Exercise prompt »
The expected output is the first line of the data below and every line after it, up to and including the line containing "#[derive(Debug, Clone)]", each reproduced exactly.

(Saved data entries)
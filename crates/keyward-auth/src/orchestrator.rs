//! Auth orchestrator
//!
//! Coordinates the identity verifier, user directory, session store and token
//! issuer to implement login, refresh, validate and logout. It owns no
//! persistent state and holds no lock across steps; concurrent first logins
//! for the same email are settled by the directory's uniqueness constraint
//! and a re-read.
//!
//! Every collaborator call is bounded by the request's [`CallContext`] and the
//! configured call timeout.

use std::future::Future;
use std::sync::Arc;

use chrono::{DateTime, Utc};
use tracing::{debug, error, info, warn};
use uuid::Uuid;

use crate::clock::{Clock, SystemClock};
use crate::config::AuthConfig;
use crate::context::CallContext;
use crate::error::{AuthError, AuthResult, StoreError, StoreResult, TokenError};
use crate::identity::IdentityVerifier;
use crate::store::{SessionStore, UserDirectory};
use crate::token::{TokenIssuer, generate_refresh_credential};
use crate::types::{AuthToken, Session, User, VerifiedIdentity};

/// The login / refresh / validate / logout state machine
#[derive(Debug, Clone)]
pub struct AuthOrchestrator {
    config: Arc<AuthConfig>,
    verifier: Arc<dyn IdentityVerifier>,
    users: Arc<dyn UserDirectory>,
    sessions: Arc<dyn SessionStore>,
    tokens: TokenIssuer,
    clock: Arc<dyn Clock>,
}

impl AuthOrchestrator {
    /// Orchestrator over the given collaborators, reading the system clock
    pub fn new(
        config: Arc<AuthConfig>,
        verifier: Arc<dyn IdentityVerifier>,
        users: Arc<dyn UserDirectory>,
        sessions: Arc<dyn SessionStore>,
    ) -> Self {
        let tokens = TokenIssuer::from_config(&config);
        Self {
            config,
            verifier,
            users,
            sessions,
            tokens,
            clock: Arc::new(SystemClock),
        }
    }

    /// Replace the time source
    pub fn with_clock(mut self, clock: Arc<dyn Clock>) -> Self {
        self.clock = clock;
        self
    }

    /// Configuration in use
    pub fn config(&self) -> &AuthConfig {
        &self.config
    }

    /// Identity verifier in use
    pub fn verifier(&self) -> &Arc<dyn IdentityVerifier> {
        &self.verifier
    }

    /// Time source in use
    pub fn clock(&self) -> &Arc<dyn Clock> {
        &self.clock
    }

    /// Sign in with a provider credential
    ///
    /// Verifies the credential, finds or provisions the user, opens a session
    /// and returns an access token together with the session's refresh
    /// credential.
    ///
    /// # Errors
    ///
    /// - [`AuthError::IdentityVerificationFailed`] if the provider rejects the
    ///   credential or cannot be reached
    /// - [`AuthError::SessionCreateFailed`] if the session cannot be stored
    /// - [`AuthError::Store`] if the user directory fails
    /// - [`AuthError::Cancelled`] / [`AuthError::Timeout`]
    pub async fn login(&self, ctx: &CallContext, credential: &str) -> AuthResult<AuthToken> {
        let provider = self.verifier.provider();
        let identity = self
            .bounded(ctx, "identity.verify", self.verifier.verify(credential))
            .await?
            .map_err(|e| {
                warn!(provider, error = %e, "Identity verification failed");
                AuthError::IdentityVerificationFailed(e)
            })?;

        let user = self.find_or_provision(ctx, &identity).await?;

        let now = self.clock.now();
        let refresh_token = generate_refresh_credential();
        let session = Session::new(
            user.id,
            refresh_token.clone(),
            now + self.config.refresh_ttl_delta(),
            now,
        );
        let session_id = session.id;

        self.bounded(ctx, "session_store.create", self.sessions.create_session(session))
            .await?
            .map_err(|e| {
                error!(user_id = %user.id, error = %e, "Failed to create session");
                AuthError::SessionCreateFailed(e)
            })?;

        let token = self.mint(user.id, now, Some(refresh_token))?;
        info!(user_id = %user.id, session_id = %session_id, provider, "User logged in");
        Ok(token)
    }

    /// Exchange a refresh credential for a new access token
    ///
    /// The response carries no refresh credential unless rotation is enabled,
    /// in which case it carries the replacement and the presented credential
    /// stops working.
    ///
    /// # Errors
    ///
    /// - [`AuthError::InvalidRefreshToken`] if no session holds the credential
    /// - [`AuthError::TokenExpired`] if the session has expired (it is left in
    ///   place for the reaper)
    /// - [`AuthError::UserNotFound`] if the session's user no longer exists
    /// - [`AuthError::Store`] / [`AuthError::Cancelled`] / [`AuthError::Timeout`]
    pub async fn refresh(&self, ctx: &CallContext, refresh_token: &str) -> AuthResult<AuthToken> {
        const LOOKUP: &str = "session_store.get_by_refresh_token";

        let session = match self
            .bounded(ctx, LOOKUP, self.sessions.get_by_refresh_token(refresh_token))
            .await?
        {
            Ok(session) => session,
            Err(StoreError::NotFound) => {
                warn!("Refresh attempted with unknown credential");
                return Err(AuthError::InvalidRefreshToken);
            }
            Err(e) => return Err(self.store_failure(LOOKUP, e)),
        };

        let now = self.clock.now();
        if session.is_expired(now) {
            warn!(session_id = %session.id, user_id = %session.user_id, "Refresh attempted on expired session");
            return Err(AuthError::TokenExpired);
        }

        let user = self.load_user(ctx, session.user_id).await?;

        let rotated = if self.config.rotate_refresh_tokens() {
            Some(self.rotate(ctx, &session, now).await?)
        } else {
            None
        };

        let token = self.mint(user.id, now, rotated)?;
        debug!(user_id = %user.id, session_id = %session.id, "Access token refreshed");
        Ok(token)
    }

    /// Verify an access token and issue a fresh one with a new expiry window
    ///
    /// The user is reloaded, so deleting a user invalidates their outstanding
    /// access tokens immediately. The session is not touched.
    ///
    /// # Errors
    ///
    /// - [`AuthError::InvalidAccessToken`] for bad signature or format
    /// - [`AuthError::TokenExpired`] if the token has expired
    /// - [`AuthError::UserNotFound`] if the subject no longer exists
    /// - [`AuthError::Store`] / [`AuthError::Cancelled`] / [`AuthError::Timeout`]
    pub async fn validate(&self, ctx: &CallContext, access_token: &str) -> AuthResult<AuthToken> {
        let now = self.clock.now();
        let user_id = self.verify_at(access_token, now)?;
        let user = self.load_user(ctx, user_id).await?;

        let token = self.mint(user.id, now, None)?;
        debug!(user_id = %user.id, "Access token validated and reissued");
        Ok(token)
    }

    /// Check an access token's signature, expiry and subject
    ///
    /// No collaborator is consulted; this is the bearer-middleware check.
    ///
    /// # Errors
    ///
    /// [`AuthError::InvalidAccessToken`] or [`AuthError::TokenExpired`].
    pub fn authenticate(&self, access_token: &str) -> AuthResult<Uuid> {
        self.verify_at(access_token, self.clock.now())
    }

    /// Sign out everywhere: delete every session of `user_id`
    ///
    /// Idempotent. Returns the number of sessions removed.
    ///
    /// # Errors
    ///
    /// [`AuthError::Store`] / [`AuthError::Cancelled`] / [`AuthError::Timeout`].
    pub async fn logout(&self, ctx: &CallContext, user_id: Uuid) -> AuthResult<u64> {
        let revoked = self
            .store(
                ctx,
                "session_store.delete_all_for_user",
                self.sessions.delete_all_for_user(user_id),
            )
            .await?;
        info!(user_id = %user_id, revoked, "User logged out");
        Ok(revoked)
    }

    /// Delete a single session by id
    ///
    /// Idempotent.
    ///
    /// # Errors
    ///
    /// [`AuthError::Store`] / [`AuthError::Cancelled`] / [`AuthError::Timeout`].
    pub async fn revoke_session(&self, ctx: &CallContext, session_id: Uuid) -> AuthResult<()> {
        let removed = self
            .store(
                ctx,
                "session_store.delete_session",
                self.sessions.delete_session(session_id),
            )
            .await?;
        info!(session_id = %session_id, removed, "Session revoked");
        Ok(())
    }

    async fn find_or_provision(
        &self,
        ctx: &CallContext,
        identity: &VerifiedIdentity,
    ) -> AuthResult<User> {
        const FIND: &str = "user_directory.find_by_email";
        const CREATE: &str = "user_directory.create";

        if let Some(user) = self
            .store(ctx, FIND, self.users.find_by_email(&identity.email))
            .await?
        {
            return Ok(user);
        }

        let candidate = User::new(&identity.email, &identity.name, self.clock.now());
        match self.bounded(ctx, CREATE, self.users.create(candidate)).await? {
            Ok(user) => {
                info!(user_id = %user.id, "Provisioned user on first login");
                Ok(user)
            }
            Err(StoreError::Conflict { constraint }) => {
                // Another login provisioned the same email first
                debug!(constraint = %constraint, "Provisioning conflict, re-reading user");
                self.store(ctx, FIND, self.users.find_by_email(&identity.email))
                    .await?
                    .ok_or_else(|| self.store_failure(FIND, StoreError::NotFound))
            }
            Err(e) => Err(self.store_failure(CREATE, e)),
        }
    }

    /// Swap `old` for a fresh session with the same absolute expiry
    ///
    /// The old session is deleted first and only the caller whose delete
    /// removed it goes on to mint a replacement; a concurrent replay of the
    /// same credential loses and is rejected.
    async fn rotate(&self, ctx: &CallContext, old: &Session, now: DateTime<Utc>) -> AuthResult<String> {
        let removed = self
            .store(ctx, "session_store.delete_session", self.sessions.delete_session(old.id))
            .await?;
        if !removed {
            warn!(session_id = %old.id, user_id = %old.user_id, "Refresh credential replayed during rotation");
            return Err(AuthError::InvalidRefreshToken);
        }

        let credential = generate_refresh_credential();
        let replacement = Session::new(old.user_id, credential.clone(), old.expires_at, now);
        let replacement_id = replacement.id;
        self.store(ctx, "session_store.create", self.sessions.create_session(replacement))
            .await?;

        debug!(old_session = %old.id, new_session = %replacement_id, "Refresh credential rotated");
        Ok(credential)
    }

    async fn load_user(&self, ctx: &CallContext, user_id: Uuid) -> AuthResult<User> {
        self.store(ctx, "user_directory.find_by_id", self.users.find_by_id(user_id))
            .await?
            .ok_or_else(|| {
                warn!(user_id = %user_id, "User referenced by credential no longer exists");
                AuthError::UserNotFound(user_id)
            })
    }

    fn verify_at(&self, access_token: &str, now: DateTime<Utc>) -> AuthResult<Uuid> {
        self.tokens
            .verify_access_token(access_token, now)
            .map_err(|e| match e {
                TokenError::Expired => AuthError::TokenExpired,
                other => {
                    warn!(error = %other, "Access token rejected");
                    AuthError::InvalidAccessToken(other)
                }
            })
    }

    fn mint(
        &self,
        user_id: Uuid,
        now: DateTime<Utc>,
        refresh_token: Option<String>,
    ) -> AuthResult<AuthToken> {
        let issued = self
            .tokens
            .issue_access_token(user_id, now)
            .map_err(AuthError::TokenIssue)?;

        Ok(AuthToken::bearer(
            issued.token,
            self.config.access_ttl().as_secs() as i64,
            refresh_token,
            issued.expires_at,
        ))
    }

    async fn bounded<F>(
        &self,
        ctx: &CallContext,
        operation: &'static str,
        fut: F,
    ) -> AuthResult<F::Output>
    where
        F: Future,
    {
        ctx.bounded(operation, self.config.call_timeout(), fut).await
    }

    async fn store<F, T>(&self, ctx: &CallContext, operation: &'static str, fut: F) -> AuthResult<T>
    where
        F: Future<Output = StoreResult<T>>,
    {
        self.bounded(ctx, operation, fut)
            .await?
            .map_err(|e| self.store_failure(operation, e))
    }

    fn store_failure(&self, operation: &'static str, e: StoreError) -> AuthError {
        error!(operation, error = %e, "Store operation failed");
        AuthError::store(operation, e)
    }
}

Answer to this problem »
filename crates/keyward-auth/src/orchestrator.rs
//! Auth orchestrator
//!
//! Coordinates the identity verifier, user directory, session store and token
//! issuer to implement login, refresh, validate and logout. It owns no
//! persistent state and holds no lock across steps; concurrent first logins
//! for the same email are settled by the directory's uniqueness constraint
//! and a re-read.
//!
//! Every collaborator call is bounded by the request's [`CallContext`] and the
//! configured call timeout.

use std::future::Future;
use std::sync::Arc;

use chrono::{DateTime, Utc};
use tracing::{debug, error, info, warn};
use uuid::Uuid;

use crate::clock::{Clock, SystemClock};
use crate::config::AuthConfig;
use crate::context::CallContext;
use crate::error::{AuthError, AuthResult, StoreError, StoreResult, TokenError};
use crate::identity::IdentityVerifier;
use crate::store::{SessionStore, UserDirectory};
use crate::token::{TokenIssuer, generate_refresh_credential};
use crate::types::{AuthToken, Session, User, VerifiedIdentity};

/// The login / refresh / validate / logout state machine
#[derive(Debug, Clone)]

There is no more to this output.